Enrollment in states with their own marketplaces was flat, while enrollment in the 39 states that use HealthCare.gov was down. First-time consumers accounted for 27% of enrollees, down from 31%. The average unsubsidized premium rose, and most Americans who bought insurance on the exchange were older Americans seeking a silver plan. However, sales of bronze plans increased.
Some were worried enrollment would be worse after CMS suspended most advertising in the final weeks of open enrollment. There are concerns that enrollment will further decline now that CMS is allowing association health plans in some markets.
Josh Peck, of the pro-ACA group Get America Covered, said: "While enrollment remained steady because of high consumer satisfaction and more affordable premiums for those who qualify for tax credits, enrollment would have outpaced previous years' if the administration had focused on signing people up instead of derailing open-enrollment efforts."
Meanwhile, a Kaiser Family Foundation poll found 9 in 10 people without group coverage will continue to buy insurance despite the end of the individual mandate. But when they don’t buy insurance, the chief reason is the cost.
CMS Reveils Finalized Rules, Payments
CMS Administrator Seema Verma announced that payments for Medicare Advantage will rise an average of 3.4% in 2019. Some payments will rise by 6.5% when updated risk scores are factored in.
Verma said the agency is changing how it uses data collected during visits with patients, and adding new mental health, substance abuse, and kidney conditions to its models.
CMS will take several steps to lower drug costs, including lowering the out-of-pocket maximum that low-income beneficiaries can pay for biosimilars.
Community Relationships Key for Public Health
Health doesn’t happen without strong community relationships, according to US Surgeon General Jerome Adams, MD, MPH, who kicked off National Public Health Week with a keynote address on the theme, “Healthiest Nation 2030: Changing our Future Together.”
Adams addressed how Americans are falling short of their health goals, as life expectancy is declining for the first time in 50 years. While the federal government has a role in healthcare, Adams said, the most important decisions happen at the community level.
He said, “Just as they say all politics is local, all health is local. We can meaningfully and sustainably change health when local partners come together.”
He offered 3 tips for public health leaders to engage others:
For more, read the full article.
Off-the-Shelf CAR T Treatment
Personalizing CAR T-cell therapies for each patient is one reason they cost so much. But what if an “off the shelf” therapy were available? That’s what Allogene Therapeutics will try to do.
Two former executives of Kite Pharma, which sold the first FDA-approved CAR T therapy for adults to Gilead, have purchased Pfizer’s cell therapy portfolio. Arie Belldegrun, MD, the former Kite CEO, will be Allogene’s executive chairman, and David Chang, MD, the former Kite chief medical officer, will be Allogene’s CEO.

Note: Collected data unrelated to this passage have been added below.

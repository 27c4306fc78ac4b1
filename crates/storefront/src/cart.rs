//! Shopping cart state.
//!
//! [`CartStore`] owns a shopper's line items for the lifetime of their
//! session. Every mutation writes the full item list back to the key-value
//! store before returning, and a new store restores from the same key, so a
//! reload reconstructs the same cart.
//!
//! # Invariants
//!
//! - At most one line per product ID; adding an existing ID bumps its quantity.
//! - Quantities are always at least 1. Dropping to zero removes the line.
//! - Totals are derived on every read and never cached.

use dewdrop_core::{Price, ProductId};
use serde::{Deserialize, Serialize};
use tracing::instrument;

use crate::catalog::Product;
use crate::storage::{self, SharedStore, StorageError, keys};

/// Orders at or above this subtotal ship free.
pub const FREE_SHIPPING_THRESHOLD_CENTS: i64 = 5000;

/// Shipping fee charged below the free-shipping threshold.
pub const FLAT_SHIPPING_FEE_CENTS: i64 = 500;

/// Category recorded for products added from quiz recommendations.
pub const QUIZ_PRODUCT_CATEGORY: &str = "Skincare";

// =============================================================================
// Line Items
// =============================================================================

/// A product the shopper wants to add.
///
/// Quantity is not part of the candidate: adding always means "one more".
#[derive(Debug, Clone, PartialEq, Eq, Serialize, Deserialize)]
#[serde(rename_all = "camelCase")]
pub struct NewCartItem {
    pub id: ProductId,
    pub name: String,
    pub image: String,
    pub category: String,
    pub price: Price,
    #[serde(default)]
    pub discounted_price: Option<Price>,
}

impl From<&Product> for NewCartItem {
    fn from(product: &Product) -> Self {
        Self {
            id: product.id.clone(),
            name: product.name.clone(),
            image: product.image.clone(),
            category: QUIZ_PRODUCT_CATEGORY.to_string(),
            price: product.price,
            discounted_price: product.discounted_price,
        }
    }
}

/// One line in the cart.
#[derive(Debug, Clone, PartialEq, Eq, Serialize, Deserialize)]
#[serde(rename_all = "camelCase")]
pub struct CartItem {
    pub id: ProductId,
    pub name: String,
    pub image: String,
    pub category: String,
    pub price: Price,
    #[serde(default, skip_serializing_if = "Option::is_none")]
    pub discounted_price: Option<Price>,
    pub quantity: u32,
}

impl CartItem {
    fn from_candidate(candidate: NewCartItem) -> Self {
        // Only a positive price at or below list price counts as a discount.
        let discounted_price = candidate
            .discounted_price
            .filter(|discounted| Price::ZERO < *discounted && *discounted <= candidate.price);

        Self {
            id: candidate.id,
            name: candidate.name,
            image: candidate.image,
            category: candidate.category,
            price: candidate.price,
            discounted_price,
            quantity: 1,
        }
    }

    /// The per-unit price charged: the discounted price when present.
    #[must_use]
    pub fn unit_price(&self) -> Price {
        self.discounted_price.unwrap_or(self.price)
    }

    /// What this line contributes to the subtotal.
    #[must_use]
    pub fn line_total(&self) -> Price {
        self.unit_price() * self.quantity
    }

    /// This line at list price, for showing a struck-through original.
    #[must_use]
    pub fn line_list_total(&self) -> Price {
        self.price * self.quantity
    }
}

// =============================================================================
// Shipping
// =============================================================================

/// Flat-fee shipping with a free-shipping threshold.
#[derive(Debug, Clone, Copy, PartialEq, Eq)]
pub struct ShippingPolicy {
    /// Subtotal at which shipping becomes free (inclusive).
    pub free_threshold: Price,
    /// Fee charged below the threshold.
    pub flat_fee: Price,
}

impl Default for ShippingPolicy {
    fn default() -> Self {
        Self {
            free_threshold: Price::from_cents(FREE_SHIPPING_THRESHOLD_CENTS),
            flat_fee: Price::from_cents(FLAT_SHIPPING_FEE_CENTS),
        }
    }
}

impl ShippingPolicy {
    /// Shipping charged for `subtotal`.
    #[must_use]
    pub fn fee_for(&self, subtotal: Price) -> Price {
        if subtotal >= self.free_threshold {
            Price::ZERO
        } else {
            self.flat_fee
        }
    }

    /// How much more the shopper must spend to ship free.
    #[must_use]
    pub fn remaining_for_free(&self, subtotal: Price) -> Price {
        if subtotal >= self.free_threshold {
            Price::ZERO
        } else {
            self.free_threshold - subtotal
        }
    }
}

/// Derived cart figures.
#[derive(Debug, Clone, Copy, PartialEq, Eq, Serialize)]
#[serde(rename_all = "camelCase")]
pub struct CartTotals {
    pub item_count: u32,
    pub subtotal: Price,
    pub shipping: Price,
    pub total: Price,
    pub amount_until_free_shipping: Price,
}

// =============================================================================
// Store
// =============================================================================

/// A shopper's cart, persisted under the `cart` key.
pub struct CartStore {
    items: Vec<CartItem>,
    is_open: bool,
    shipping: ShippingPolicy,
    store: SharedStore,
}

impl std::fmt::Debug for CartStore {
    fn fmt(&self, f: &mut std::fmt::Formatter<'_>) -> std::fmt::Result {
        f.debug_struct("CartStore")
            .field("items", &self.items)
            .field("is_open", &self.is_open)
            .field("shipping", &self.shipping)
            .finish_non_exhaustive()
    }
}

Their new concept would harvest cells from healthy donors and modify them before treating eligible patients with cancer. If it worked, the new method could shave weeks off treatment time for patients.
New EBDMTM Available
Finally, the new issue of Evidence-Based Diabetes ManagementTM is available online.
With a theme of access and adherence, the issue features original research, as well as a commentary from the former Medicaid director of Mississippi.
In addition, editor in chief Robert Gabbay, MD, offers a timely commentary on the recent split between diabetes professional groups and the American College of Physicians (ACP), who called for easing up on guidelines for management of blood glucose levels for patients with type 2 diabetes.
Gabbay said ACP’s position does not make sense given the availability of new diabetes therapies such as SGLT2 inhibitors and GLP-1 receptor agonists.
He wrote: “To me, the greatest surprise in the ACP recommendations is the lack of concern for our younger patients with [type 2 diabetes]. Data from CDC show [type 2 diabetes] incidence is occurring at younger ages, but with today’s treatments, these patients should have decades of life ahead of them.”
For all of us at the Managed Markets News Network, I’m Laura Joszt. Thanks for joining us.